(Reuters) - A group of Democratic voters asked a federal court on Wednesday to throw out a Republican-drawn map of Ohio’s 16 U.S. House of Representatives districts, saying the boundaries were devised to entrench Republicans in power in violation of the voters’ constitutional rights.
Democratic voters residing in all of the districts filed suit in Cincinnati against Ohio Governor John Kasich and other Republican state officials over a practice called partisan gerrymandering. The U.S. Supreme Court is due by the end of June to issue rulings in two major partisan gerrymandering cases from Wisconsin and Maryland that could affect the Ohio suit.
The plaintiffs said the suit is not likely to impact Ohio’s electoral map for November’s mid-term elections in which Democrats are trying to seize control of the House and Senate from Republicans, but aims instead for the 2020 election.
The Ohio congressional districts, drawn after the 2010 U.S. census, have been used since 2012. The plaintiffs contend the Republican-controlled legislature drew the map in order to lessen the clout of voters with Democratic leanings.
The plaintiffs said the map amplified the voting power of Republican voters, allowing that party to win in 12 of the 16 House districts in the past three congressional elections. Republicans held 75 percent of the seats but captured only between 51 and 59 percent of the statewide vote.
The plaintiffs said the current map violates their rights to freedom of association and speech under the U.S. Constitution’s First Amendment, and the 14th Amendment guarantee of equal protection under the law.

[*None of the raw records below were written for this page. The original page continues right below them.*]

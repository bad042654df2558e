//! Swerve drive kinematics
//!
//! Each module's velocity is the chassis linear velocity plus the tangential
//! velocity caused by the chassis rotating about the centre of rotation:
//!
//! ```text
//! v_i = (vx - omega * y_i, vy + omega * x_i)
//! ```
//!
//! Stacking this for all modules gives an 8x3 matrix mapping the chassis
//! velocity onto the module velocities. Going the other way (module states
//! back to a chassis velocity) uses the pseudo-inverse of that matrix, i.e.
//! the least-squares chassis velocity best explaining the module states.

// ---------------------------------------------------------------------------
// IMPORTS
// ---------------------------------------------------------------------------

// External
use log::{debug, trace};
use nalgebra::{DMatrix, DVector};

// Internal
use super::{
    ChassisVelocity, DegenerateLayoutError, ModuleId, ModuleState, ModuleStateSet,
    SwerveModules, NUM_MODULES,
};
use crate::geom::{Rotation, Translation};

// ---------------------------------------------------------------------------
// CONSTANTS
// ---------------------------------------------------------------------------

/// Module speeds below this are treated as stationary, and the module keeps
/// its previous steer angle.
///
/// Units: meters/second
pub const MIN_MODULE_SPEED_MS: f64 = 1e-9;

/// Offsets closer than this are considered to be in the same place.
///
/// Units: meters
const LAYOUT_EPSILON_M: f64 = 1e-6;

/// Smallest acceptable ratio between the smallest and largest singular
/// values of the inverse kinematics matrix.
const MIN_CONDITION_RATIO: f64 = 1e-9;

// ---------------------------------------------------------------------------
// DATA STRUCTURES
// ---------------------------------------------------------------------------

/// The position of each module's contact point relative to the robot's
/// centre of rotation, in the robot body frame.
pub type ModuleLayout = SwerveModules<Translation>;

/// Bidirectional kinematics for a four module swerve drive.
#[derive(Debug, Clone)]
pub struct SwerveKinematics {
    layout: ModuleLayout,

    /// Maps a chassis velocity `[vx, vy, omega]` onto the stacked module
    /// velocities `[v_fl_x, v_fl_y, v_fr_x, ...]`.
    inv_kin: DMatrix<f64>,

    /// Pseudo-inverse of `inv_kin`.
    fwd_kin: DMatrix<f64>,

    /// The last angle commanded to each module, held while the module is
    /// stationary.
    prev_angles: SwerveModules<Rotation>,
}

// ---------------------------------------------------------------------------
// IMPLEMENTATIONS
// ---------------------------------------------------------------------------

impl SwerveKinematics {
    /// Build the kinematics for the given module layout.
    ///
    /// Fails if the layout cannot uniquely determine a chassis velocity from
    /// module states: non-finite offsets, two modules in the same place, all
    /// modules on one line through the centre of rotation, or a numerically
    /// singular transform.
    pub fn new(layout: ModuleLayout) -> Result<Self, DegenerateLayoutError> {
        validate_layout(&layout)?;

        let mut inv_kin = DMatrix::<f64>::zeros(2 * NUM_MODULES, 3);
        for (id, pos_m_rb) in layout.iter() {
            let row = 2 * id.index();
            inv_kin[(row, 0)] = 1.0;
            inv_kin[(row, 2)] = -pos_m_rb.y_m;
            inv_kin[(row + 1, 1)] = 1.0;
            inv_kin[(row + 1, 2)] = pos_m_rb.x_m;
        }

        // Check the conditioning before inverting
        let svd = inv_kin.clone().svd(true, true);
        let max_sv = svd.singular_values.iter().cloned().fold(0f64, f64::max);
        let min_sv = svd
            .singular_values
            .iter()
            .cloned()
            .fold(f64::INFINITY, f64::min);
        let condition_ratio = min_sv / max_sv;

        if !(condition_ratio > MIN_CONDITION_RATIO) {
            return Err(DegenerateLayoutError::SingularTransform(condition_ratio));
        }

        let fwd_kin = svd
            .pseudo_inverse(f64::EPSILON)
            .map_err(|_| DegenerateLayoutError::SingularTransform(condition_ratio))?;

        debug!(
            "Swerve kinematics built (singular value ratio {:.3e})",
            condition_ratio
        );

        Ok(Self {
            layout,
            inv_kin,
            fwd_kin,
            prev_angles: SwerveModules::default(),
        })
    }

    /// The module layout these kinematics were built for.
    pub fn layout(&self) -> &ModuleLayout {
        &self.layout
    }

    /// The last angle commanded to each module.
    pub fn previous_angles(&self) -> &SwerveModules<Rotation> {
        &self.prev_angles
    }

    /// Overwrite the remembered module angles, for instance with measured
    /// angles at startup.
    pub fn reset_headings(&mut self, angles: SwerveModules<Rotation>) {
        self.prev_angles = angles;
    }

    /// Calculate the module states required to achieve the given
    /// robot-relative chassis velocity, rotating about the robot's centre.
    ///
    /// A module which needs no velocity reports zero speed at its previous
    /// angle, so that stopping never spins the steering.
    pub fn to_module_states(&mut self, vel: &ChassisVelocity) -> ModuleStateSet {
        self.to_module_states_about(vel, &Translation::default())
    }

    /// Calculate the module states required to achieve the given
    /// robot-relative chassis velocity, rotating about `centre_of_rotation_m_rb`
    /// rather than the robot's centre.
    pub fn to_module_states_about(
        &mut self,
        vel: &ChassisVelocity,
        centre_of_rotation_m_rb: &Translation,
    ) -> ModuleStateSet {
        // Rotating about a point is the same as rotating about the centre
        // with the linear velocity the centre would have
        let vel_centre = ChassisVelocity::new(
            vel.vx_ms + vel.omega_rads * centre_of_rotation_m_rb.y_m,
            vel.vy_ms - vel.omega_rads * centre_of_rotation_m_rb.x_m,
            vel.omega_rads,
        );

        let prev_angles = self.prev_angles;

        let states = self.module_velocities(&vel_centre).map(|id, v_ms_rb| {
            let speed_ms = v_ms_rb.norm();

            if speed_ms < MIN_MODULE_SPEED_MS {
                return ModuleState::new(0.0, prev_angles[id]);
            }

            match v_ms_rb.angle() {
                Some(angle) => ModuleState::new(speed_ms, angle),
                None => ModuleState::new(0.0, prev_angles[id]),
            }
        });

        self.prev_angles = states.map(|_, s| s.angle);

        trace!("{:?} -> {:?}", vel, states);

        states
    }

    /// Calculate the robot-relative chassis velocity which best explains the
    /// given module states (least squares).
    pub fn to_chassis_velocity(&self, states: &ModuleStateSet) -> ChassisVelocity {
        let mut module_vels = DVector::<f64>::zeros(2 * NUM_MODULES);

        for (id, state) in states.iter() {
            let v_ms_rb = state.velocity_rb();
            module_vels[2 * id.index()] = v_ms_rb.x_m;
            module_vels[2 * id.index() + 1] = v_ms_rb.y_m;
        }

        let chassis = &self.fwd_kin * module_vels;

        ChassisVelocity::new(chassis[0], chassis[1], chassis[2])
    }

    /// Module velocity vectors for a chassis velocity about the centre,
    /// before any stationary-module handling.
    fn module_velocities(&self, vel: &ChassisVelocity) -> SwerveModules<Translation> {
        let v = &self.inv_kin * DVector::from_column_slice(&[vel.vx_ms, vel.vy_ms, vel.omega_rads]);

        SwerveModules::from_array(ModuleId::ALL).map(|_, id| {
            let row = 2 * id.index();
            Translation::new(v[row], v[row + 1])
        })
    }
}
//! Utility library for the swerve trajectory tracking software

// ---------------------------------------------------------------------------
// MODULES
// ---------------------------------------------------------------------------

pub mod archive;
pub mod host;
pub mod logger;
pub mod maths;
pub mod params;
pub mod session;
pub mod time;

Though Kasich signed Ohio’s congressional map into law in 2011, he has more recently spoken out against partisan gerrymandering, calling it “devastating for our democracy” in a brief with other current and former Republican officials to the Supreme Court.
The American Civil Liberties Union represents the plaintiffs, also including the A. Philip Randolph Institute union organization and the League of Women Voters of Ohio.
Republican Ohio Secretary of State Jon Husted, also a defendant in the suit, questioned why the ACLU waited so long to sue considering how long the map has been in use.
Husted said the plaintiffs should respect a new process that Ohio voters approved this month that would put future redrawing of congressional district maps in the hands of a bipartisan commission if Ohio’s General Assembly cannot pass a plan supported by both parties. That process does not affect any election until 2022.